**Dataset entries**.
::::

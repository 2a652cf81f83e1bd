use payplan::application::optimizer::PaymentOptimizer;
use payplan::application::options::{OptionGenerator, min_points_for};
use payplan::domain::money::Money;
use payplan::domain::order::Order;
use payplan::domain::payment::{CalculatedPaymentOption, PaymentStrategy};
use payplan::domain::payment_method::PaymentMethods;
use rand::SeedableRng;
use rand::rngs::StdRng;
use std::collections::HashMap;

mod common;

const CASES: usize = 60;

/// Best discount reachable using only single-method payments, by plain enumeration.
fn single_method_lower_bound(orders: &[Order], methods: &PaymentMethods) -> Option<Money> {
    fn go(
        orders: &[Order],
        methods: &PaymentMethods,
        remaining: &mut HashMap<String, Money>,
    ) -> Option<Money> {
        let Some((order, rest)) = orders.split_first() else {
            return Some(Money::ZERO);
        };
        if order.value().is_zero() {
            return go(rest, methods, remaining);
        }

        let mut choices: Vec<(String, Money)> = Vec::new();
        for promo in order.promotions() {
            choices.push((promo.id().to_string(), order.value().discounted(promo.discount())));
        }
        if let Some(points) = methods.points() {
            choices.push((points.id().to_string(), order.value().discounted(points.discount())));
        }
        for card in methods.cards() {
            choices.push((card.id().to_string(), order.value()));
        }

        let mut best: Option<Money> = None;
        for (method, price) in choices {
            let balance = remaining[&method];
            if balance < price {
                continue;
            }
            remaining.insert(method.clone(), balance - price);
            if let Some(tail) = go(rest, methods, remaining) {
                let total = tail + (order.value() - price);
                best = Some(best.map_or(total, |b| b.max(total)));
            }
            remaining.insert(method, balance);
        }
        best
    }

    let mut remaining = methods
        .iter()
        .map(|m| (m.id().to_string(), m.limit()))
        .collect();
    go(orders, methods, &mut remaining)
}

/// Best `(discount, points)` over every feasible assignment, with no pruning
/// and no de-duplication of equal spends.
///
/// A partial-points candidate is split against the live balances: as many
/// points as fit while leaving at least a cent for the card, never fewer than
/// the 10 % minimum.
fn exhaustive_best(orders: &[Order], methods: &PaymentMethods) -> Option<(Money, Money)> {
    struct Reference<'a> {
        methods: &'a PaymentMethods,
        options: Vec<Vec<CalculatedPaymentOption>>,
        points_id: Option<String>,
    }

    impl Reference<'_> {
        fn spends(
            &self,
            order: &Order,
            option: &CalculatedPaymentOption,
            remaining: &HashMap<String, Money>,
        ) -> Vec<Vec<(String, Money)>> {
            if option.strategy() != PaymentStrategy::PartialPointsTenPercentGlobalDiscount {
                return vec![
                    option
                        .spent()
                        .iter()
                        .map(|(id, amount)| (id.to_string(), amount))
                        .collect(),
                ];
            }
            let Some(points_id) = &self.points_id else {
                return Vec::new();
            };
            let min_required = min_points_for(order.value());
            let available = remaining[points_id];
            if available < min_required {
                return Vec::new();
            }
            let price = option.final_price();
            let points_amount = available
                .min((price - Money::CENT).max(Money::ZERO))
                .max(min_required);
            let card_amount = price - points_amount;
            if !card_amount.is_positive() {
                return Vec::new();
            }
            self.methods
                .cards()
                .map(|card| {
                    vec![
                        (points_id.clone(), points_amount),
                        (card.id().to_string(), card_amount),
                    ]
                })
                .collect()
        }

        fn go(
            &self,
            orders: &[Order],
            index: usize,
            remaining: &mut HashMap<String, Money>,
        ) -> Option<(Money, Money)> {
            let Some(order) = orders.get(index) else {
                return Some((Money::ZERO, Money::ZERO));
            };
            if order.value().is_zero() {
                return self.go(orders, index + 1, remaining);
            }

            let mut best: Option<(Money, Money)> = None;
            for option in &self.options[index] {
                for spend in self.spends(order, option, remaining) {
                    if spend.iter().any(|(id, amount)| remaining[id] < *amount) {
                        continue;
                    }
                    for (id, amount) in &spend {
                        *remaining.get_mut(id).unwrap() -= *amount;
                    }
                    if let Some((tail_discount, tail_points)) =
                        self.go(orders, index + 1, remaining)
                    {
                        let points_here: Money = spend
                            .iter()
                            .filter(|(id, _)| Some(id) == self.points_id.as_ref())
                            .map(|(_, amount)| *amount)
                            .sum();
                        let total = (tail_discount + option.discount(), tail_points + points_here);
                        if best.is_none_or(|b| total > b) {
                            best = Some(total);
                        }
                    }
                    for (id, amount) in &spend {
                        *remaining.get_mut(id).unwrap() += *amount;
                    }
                }
            }
            best
        }
    }

    let generator = OptionGenerator::new(methods);
    let reference = Reference {
        methods,
        options: orders.iter().map(|order| generator.options_for(order)).collect(),
        points_id: methods.points().map(|p| p.id().to_string()),
    };
    let mut remaining = methods
        .iter()
        .map(|m| (m.id().to_string(), m.limit()))
        .collect();
    reference.go(orders, 0, &mut remaining)
}

#[test]
fn test_search_matches_exhaustive_enumeration() {
    let mut rng = StdRng::seed_from_u64(99);

    for case in 0..400 {
        let (methods, orders) = common::random_batch(&mut rng);
        let plan = PaymentOptimizer::new(&orders, &methods).find_optimal_plan();

        match exhaustive_best(&orders, &methods) {
            Some((discount, points)) => {
                assert_eq!(
                    (plan.total_discount, plan.points_spent),
                    (discount, points),
                    "case {case}"
                );
            }
            None => assert!(plan.is_empty(), "case {case}: no feasible assignment exists"),
        }
    }
}

#[test]
fn test_random_batches_respect_plan_invariants() {
    let mut rng = StdRng::seed_from_u64(0x5eed);

    for case in 0..CASES {
        let (methods, orders) = common::random_batch(&mut rng);
        let plan = PaymentOptimizer::new(&orders, &methods).find_optimal_plan();

        if plan.is_empty() {
            assert_eq!(
                single_method_lower_bound(&orders, &methods),
                None,
                "case {case}: engine found no plan but a single-method plan exists"
            );
            continue;
        }

        assert_eq!(plan.len(), orders.len(), "case {case}");

        let mut spent_per_method: HashMap<String, Money> = HashMap::new();
        let mut discount = Money::ZERO;
        for (payment, order) in plan.payments.iter().zip(&orders) {
            assert_eq!(payment.order_id, order.id(), "case {case}");
            assert_eq!(
                payment.actual_amount_spent.total(),
                payment.final_price_paid,
                "case {case}: spend must add up to the price"
            );
            if order.value().is_zero() {
                assert!(payment.actual_amount_spent.is_empty(), "case {case}");
            }
            discount += order.value() - payment.final_price_paid;
            for (method, amount) in payment.actual_amount_spent.iter() {
                assert!(amount.is_positive(), "case {case}: non-positive charge");
                *spent_per_method.entry(method.to_string()).or_default() += amount;
            }
        }

        assert_eq!(discount, plan.total_discount, "case {case}");
        for method in methods.iter() {
            let spent = spent_per_method
                .get(method.id().as_str())
                .copied()
                .unwrap_or_default();
            assert!(spent <= method.limit(), "case {case}: {} over its limit", method.id());
        }

        if let Some(bound) = single_method_lower_bound(&orders, &methods) {
            assert!(
                plan.total_discount >= bound,
                "case {case}: {} below single-method optimum {bound}",
                plan.total_discount
            );
        }
    }
}

#[test]
fn test_repeated_runs_agree() {
    let mut rng = StdRng::seed_from_u64(42);

    for _ in 0..20 {
        let (methods, orders) = common::random_batch(&mut rng);
        let optimizer = PaymentOptimizer::new(&orders, &methods);
        let first = optimizer.find_optimal_plan();
        let second = optimizer.find_optimal_plan();
        assert_eq!(first.total_discount, second.total_discount);
        assert_eq!(first.points_spent, second.points_spent);
        assert_eq!(first, second);
    }
}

::::

**WORK ITEM**. Search the entries for the word "feasible" and pick out every line that holds it.

**COMPLETED EXERCISE**.
/// Best `(discount, points)` over every feasible assignment, with no pruning
            None => assert!(plan.is_empty(), "case {case}: no feasible assignment exists"),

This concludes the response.